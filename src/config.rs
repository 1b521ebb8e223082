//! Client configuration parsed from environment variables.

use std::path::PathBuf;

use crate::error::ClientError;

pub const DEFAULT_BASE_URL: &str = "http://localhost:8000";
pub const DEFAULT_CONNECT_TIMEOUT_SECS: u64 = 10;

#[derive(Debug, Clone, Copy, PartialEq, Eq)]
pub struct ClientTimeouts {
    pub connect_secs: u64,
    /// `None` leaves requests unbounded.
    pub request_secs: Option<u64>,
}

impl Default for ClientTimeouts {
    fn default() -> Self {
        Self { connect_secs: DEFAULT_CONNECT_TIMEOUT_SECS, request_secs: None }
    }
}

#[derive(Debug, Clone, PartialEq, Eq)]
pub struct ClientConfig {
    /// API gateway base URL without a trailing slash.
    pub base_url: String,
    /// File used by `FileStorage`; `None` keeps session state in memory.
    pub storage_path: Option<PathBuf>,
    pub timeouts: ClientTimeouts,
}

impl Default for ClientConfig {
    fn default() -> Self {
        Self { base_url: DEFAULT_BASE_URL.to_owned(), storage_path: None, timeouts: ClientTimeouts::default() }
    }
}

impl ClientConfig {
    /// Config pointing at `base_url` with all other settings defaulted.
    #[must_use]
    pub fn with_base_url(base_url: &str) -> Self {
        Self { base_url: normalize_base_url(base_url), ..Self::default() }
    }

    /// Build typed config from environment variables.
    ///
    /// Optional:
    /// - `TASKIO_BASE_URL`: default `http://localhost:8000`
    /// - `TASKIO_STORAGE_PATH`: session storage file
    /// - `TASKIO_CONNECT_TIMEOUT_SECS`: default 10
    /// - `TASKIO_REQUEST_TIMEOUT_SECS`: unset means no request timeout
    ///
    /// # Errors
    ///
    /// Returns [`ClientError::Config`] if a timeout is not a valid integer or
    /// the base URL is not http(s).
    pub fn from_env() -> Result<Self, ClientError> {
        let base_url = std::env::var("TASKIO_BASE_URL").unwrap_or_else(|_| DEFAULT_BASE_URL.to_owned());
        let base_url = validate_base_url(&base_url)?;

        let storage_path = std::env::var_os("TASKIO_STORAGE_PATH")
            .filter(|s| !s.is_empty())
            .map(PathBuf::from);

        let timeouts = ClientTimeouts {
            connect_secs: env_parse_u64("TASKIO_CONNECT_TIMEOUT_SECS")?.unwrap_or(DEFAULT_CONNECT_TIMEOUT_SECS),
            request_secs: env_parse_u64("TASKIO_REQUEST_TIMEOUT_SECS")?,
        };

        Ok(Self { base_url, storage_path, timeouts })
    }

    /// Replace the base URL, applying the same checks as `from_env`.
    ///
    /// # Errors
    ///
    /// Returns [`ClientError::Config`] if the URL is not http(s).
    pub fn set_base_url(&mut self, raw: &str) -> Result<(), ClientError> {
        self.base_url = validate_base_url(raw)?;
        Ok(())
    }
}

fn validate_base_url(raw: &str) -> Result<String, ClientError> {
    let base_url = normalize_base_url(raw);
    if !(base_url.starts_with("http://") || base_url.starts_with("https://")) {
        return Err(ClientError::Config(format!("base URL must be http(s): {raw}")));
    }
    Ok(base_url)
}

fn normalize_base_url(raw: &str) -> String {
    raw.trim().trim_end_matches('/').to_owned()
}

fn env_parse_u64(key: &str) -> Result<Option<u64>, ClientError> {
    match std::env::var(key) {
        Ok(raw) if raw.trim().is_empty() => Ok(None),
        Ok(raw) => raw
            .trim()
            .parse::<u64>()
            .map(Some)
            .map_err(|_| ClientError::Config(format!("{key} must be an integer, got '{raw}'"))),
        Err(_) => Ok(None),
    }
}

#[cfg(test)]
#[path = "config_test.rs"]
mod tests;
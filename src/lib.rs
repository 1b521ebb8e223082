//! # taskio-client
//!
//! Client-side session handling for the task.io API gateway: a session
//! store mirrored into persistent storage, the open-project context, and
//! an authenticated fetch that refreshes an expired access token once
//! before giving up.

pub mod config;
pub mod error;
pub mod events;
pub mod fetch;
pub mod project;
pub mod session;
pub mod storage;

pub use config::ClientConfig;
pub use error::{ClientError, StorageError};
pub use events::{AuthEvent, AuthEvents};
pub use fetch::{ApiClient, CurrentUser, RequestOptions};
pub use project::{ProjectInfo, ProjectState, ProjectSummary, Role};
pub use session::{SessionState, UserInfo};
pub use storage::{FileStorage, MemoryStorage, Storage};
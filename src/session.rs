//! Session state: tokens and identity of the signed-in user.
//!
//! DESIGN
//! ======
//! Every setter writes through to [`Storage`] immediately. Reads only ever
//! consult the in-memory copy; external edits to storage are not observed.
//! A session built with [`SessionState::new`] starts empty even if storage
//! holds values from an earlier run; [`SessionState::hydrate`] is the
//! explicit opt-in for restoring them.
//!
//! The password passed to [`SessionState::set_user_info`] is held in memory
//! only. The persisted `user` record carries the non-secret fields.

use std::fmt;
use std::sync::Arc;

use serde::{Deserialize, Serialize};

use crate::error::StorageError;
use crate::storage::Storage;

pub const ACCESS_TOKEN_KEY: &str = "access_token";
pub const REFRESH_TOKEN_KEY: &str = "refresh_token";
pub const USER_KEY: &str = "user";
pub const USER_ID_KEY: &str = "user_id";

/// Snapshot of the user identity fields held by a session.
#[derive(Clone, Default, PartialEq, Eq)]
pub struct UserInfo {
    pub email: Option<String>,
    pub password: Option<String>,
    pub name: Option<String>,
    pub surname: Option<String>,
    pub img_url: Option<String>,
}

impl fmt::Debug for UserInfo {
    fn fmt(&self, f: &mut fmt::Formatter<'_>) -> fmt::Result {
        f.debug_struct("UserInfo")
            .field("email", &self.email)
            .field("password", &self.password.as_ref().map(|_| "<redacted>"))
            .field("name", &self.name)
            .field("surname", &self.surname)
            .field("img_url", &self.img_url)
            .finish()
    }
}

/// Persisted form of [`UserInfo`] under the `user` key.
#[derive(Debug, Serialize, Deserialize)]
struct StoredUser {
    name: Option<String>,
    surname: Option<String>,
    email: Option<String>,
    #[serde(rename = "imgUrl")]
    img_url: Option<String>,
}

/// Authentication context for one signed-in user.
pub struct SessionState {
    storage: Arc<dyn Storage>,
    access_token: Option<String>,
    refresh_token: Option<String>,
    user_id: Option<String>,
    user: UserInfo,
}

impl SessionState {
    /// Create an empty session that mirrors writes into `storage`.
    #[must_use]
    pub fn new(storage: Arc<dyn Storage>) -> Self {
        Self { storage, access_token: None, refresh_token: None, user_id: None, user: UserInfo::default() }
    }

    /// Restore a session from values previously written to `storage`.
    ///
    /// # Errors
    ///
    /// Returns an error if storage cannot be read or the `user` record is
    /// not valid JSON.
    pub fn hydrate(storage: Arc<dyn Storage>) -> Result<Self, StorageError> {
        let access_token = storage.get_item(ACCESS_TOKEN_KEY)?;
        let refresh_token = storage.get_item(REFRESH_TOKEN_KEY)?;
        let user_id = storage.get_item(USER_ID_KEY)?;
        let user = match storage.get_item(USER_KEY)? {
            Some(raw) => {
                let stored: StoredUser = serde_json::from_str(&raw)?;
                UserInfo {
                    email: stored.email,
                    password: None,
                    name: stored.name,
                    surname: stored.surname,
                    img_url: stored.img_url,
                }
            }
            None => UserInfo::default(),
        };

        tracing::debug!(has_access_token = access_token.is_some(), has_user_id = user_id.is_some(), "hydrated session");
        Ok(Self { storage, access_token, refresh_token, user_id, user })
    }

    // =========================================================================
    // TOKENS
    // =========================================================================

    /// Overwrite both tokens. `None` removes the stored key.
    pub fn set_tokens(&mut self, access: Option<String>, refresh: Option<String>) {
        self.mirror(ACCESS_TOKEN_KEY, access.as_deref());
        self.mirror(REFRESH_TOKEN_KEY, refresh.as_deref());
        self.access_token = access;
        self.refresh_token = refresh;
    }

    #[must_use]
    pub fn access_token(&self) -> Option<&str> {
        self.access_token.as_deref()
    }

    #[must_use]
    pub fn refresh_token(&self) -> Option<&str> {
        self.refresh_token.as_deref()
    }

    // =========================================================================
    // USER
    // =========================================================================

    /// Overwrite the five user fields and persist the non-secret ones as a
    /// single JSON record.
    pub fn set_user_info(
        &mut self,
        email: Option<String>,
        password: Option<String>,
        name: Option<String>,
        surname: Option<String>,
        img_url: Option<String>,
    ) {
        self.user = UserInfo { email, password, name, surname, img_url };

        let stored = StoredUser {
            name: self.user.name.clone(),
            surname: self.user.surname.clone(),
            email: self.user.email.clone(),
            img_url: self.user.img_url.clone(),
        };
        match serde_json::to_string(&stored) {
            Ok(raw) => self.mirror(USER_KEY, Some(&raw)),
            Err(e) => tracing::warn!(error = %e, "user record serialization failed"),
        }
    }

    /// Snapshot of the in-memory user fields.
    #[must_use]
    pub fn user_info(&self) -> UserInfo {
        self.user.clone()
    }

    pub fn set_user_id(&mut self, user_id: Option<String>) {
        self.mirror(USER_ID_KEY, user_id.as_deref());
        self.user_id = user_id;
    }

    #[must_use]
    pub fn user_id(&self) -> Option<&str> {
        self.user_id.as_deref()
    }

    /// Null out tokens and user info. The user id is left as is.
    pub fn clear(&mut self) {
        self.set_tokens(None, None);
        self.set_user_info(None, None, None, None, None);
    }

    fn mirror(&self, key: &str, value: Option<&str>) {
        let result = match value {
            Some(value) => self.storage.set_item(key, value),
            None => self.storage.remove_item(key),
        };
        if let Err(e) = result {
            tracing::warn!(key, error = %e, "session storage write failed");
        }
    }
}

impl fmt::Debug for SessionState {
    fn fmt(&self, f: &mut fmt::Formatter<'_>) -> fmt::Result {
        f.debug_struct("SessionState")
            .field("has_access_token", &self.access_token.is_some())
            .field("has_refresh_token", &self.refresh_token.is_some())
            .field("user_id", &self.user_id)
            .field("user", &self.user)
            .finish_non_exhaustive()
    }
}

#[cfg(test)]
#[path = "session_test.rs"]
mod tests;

########

* [WHAT YOU NEED TO DO] Go through the material and copy every line in which the word "http" occurs.

* [OUTPUT BELOW]
pub const DEFAULT_BASE_URL: &str = "http://localhost:8000";
    /// - `TASKIO_BASE_URL`: default `http://localhost:8000`
    /// the base URL is not http(s).
    /// Returns [`ClientError::Config`] if the URL is not http(s).
    if !(base_url.starts_with("http://") || base_url.starts_with("https://")) {
        return Err(ClientError::Config(format!("base URL must be http(s): {raw}")));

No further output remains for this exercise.